• _Task to complete_
Check each line of the entries for "Internal" and report the ones that have it.

Collected data
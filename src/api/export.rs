use actix_web::{HttpResponse, http::header::ContentDisposition, web};
use tracing::info;

use crate::analytics::{
    DateRange, DateRangeQuery,
    export::{self, Report},
    service,
};
use crate::config::Config;
use crate::error::AnalyticsError;
use crate::repository::AnalyticsRepository;

/// Download one report as CSV
#[utoipa::path(
    get,
    path = "/api/{report}/analytics/export",
    params(
        ("report" = String, Path, description = "attendance, leave or attrition"),
        DateRangeQuery
    ),
    responses(
        (status = 200, description = "CSV document", content_type = "text/csv", body = String),
        (status = 400, description = "Invalid date range"),
        (status = 404, description = "Unknown report"),
        (status = 500, description = "Internal server error"),
        (status = 503, description = "Query timed out, retry later")
    ),
    tag = "Analytics"
)]
pub async fn export_analytics(
    repo: web::Data<dyn AnalyticsRepository>,
    config: web::Data<Config>,
    path: web::Path<String>,
    query: web::Query<DateRangeQuery>,
) -> actix_web::Result<HttpResponse> {
    let name = path.into_inner();
    let report: Report = name
        .parse()
        .map_err(|_| AnalyticsError::NotFound(format!("Report '{}'", name)))?;
    let range = DateRange::try_from(&*query)?;
    let timeout = config.query_timeout;

    let body = match report {
        Report::Attendance => {
            export::to_csv(&service::attendance_report(repo.get_ref(), &range, timeout).await?)?
        }
        Report::Leave => {
            export::to_csv(&service::leave_report(repo.get_ref(), &range, timeout).await?)?
        }
        Report::Attrition => {
            export::to_csv(&service::attrition_report(repo.get_ref(), &range, timeout).await?)?
        }
    };

    let filename = report.filename(&range);
    info!(%report, filename = %filename, bytes = body.len(), "Exported analytics");

    Ok(HttpResponse::Ok()
        .content_type(export::CONTENT_TYPE)
        .insert_header(ContentDisposition::attachment(filename))
        .body(body))
}
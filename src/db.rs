use sqlx::MySqlPool;
use sqlx::mysql::MySqlPoolOptions;

use crate::config::Config;

pub async fn init_db(config: &Config) -> Result<MySqlPool, sqlx::Error> {
    MySqlPoolOptions::new()
        .max_connections(config.db_max_connections)
        .acquire_timeout(config.query_timeout)
        .connect(&config.database_url)
        .await
}
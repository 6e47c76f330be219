use std::time::Duration;

use actix_web::{HttpResponse, ResponseError, http::StatusCode};
use serde_json::json;

pub type AnalyticsResult<T> = Result<T, AnalyticsError>;

/// Errors surfaced by the analytics core and its HTTP layer.
///
/// An empty row set is never an error; aggregators return zeroed payloads.
#[derive(Debug, thiserror::Error)]
pub enum AnalyticsError {
    // 4xx
    #[error("Invalid date range: {0}")]
    InvalidRange(String),

    #[error("Bad request: {0}")]
    BadRequest(String),

    #[error("{0} not found")]
    NotFound(String),

    // 5xx
    #[error("Query timed out after {0:?}")]
    Timeout(Duration),

    #[error("Upstream query failed: {0}")]
    Upstream(#[from] sqlx::Error),

    #[error("CSV export failed: {0}")]
    Export(#[from] csv::Error),

    #[error("Internal error: {0}")]
    Internal(String),
}

impl AnalyticsError {
    pub fn code(&self) -> &'static str {
        match self {
            AnalyticsError::InvalidRange(_) => "invalid_range",
            AnalyticsError::BadRequest(_) => "bad_request",
            AnalyticsError::NotFound(_) => "not_found",
            AnalyticsError::Timeout(_) => "timeout",
            AnalyticsError::Upstream(_) => "upstream_query_error",
            AnalyticsError::Export(_) => "export_error",
            AnalyticsError::Internal(_) => "internal_error",
        }
    }

    /// Whether the caller may simply repeat the request.
    pub fn is_retryable(&self) -> bool {
        matches!(self, AnalyticsError::Timeout(_))
    }
}

impl ResponseError for AnalyticsError {
    fn status_code(&self) -> StatusCode {
        match self {
            AnalyticsError::InvalidRange(_) | AnalyticsError::BadRequest(_) => {
                StatusCode::BAD_REQUEST
            }
            AnalyticsError::NotFound(_) => StatusCode::NOT_FOUND,
            AnalyticsError::Timeout(_) => StatusCode::SERVICE_UNAVAILABLE,
            AnalyticsError::Upstream(_)
            | AnalyticsError::Export(_)
            | AnalyticsError::Internal(_) => StatusCode::INTERNAL_SERVER_ERROR,
        }
    }

    fn error_response(&self) -> HttpResponse {
        let status = self.status_code();

        // Never leak driver messages to clients.
        let message = if status.is_server_error() && !self.is_retryable() {
            tracing::error!(error = %self, "Analytics request failed");
            "Internal Server Error".to_string()
        } else {
            self.to_string()
        };

        HttpResponse::build(status).json(json!({
            "error": self.code(),
            "message": message,
            "retryable": self.is_retryable(),
        }))
    }
}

• _Answer section_
        (status = 500, description = "Internal server error"),
    #[error("Internal error: {0}")]
    Internal(String),
            AnalyticsError::Internal(_) => "internal_error",
            | AnalyticsError::Internal(_) => StatusCode::INTERNAL_SERVER_ERROR,
            "Internal Server Error".to_string()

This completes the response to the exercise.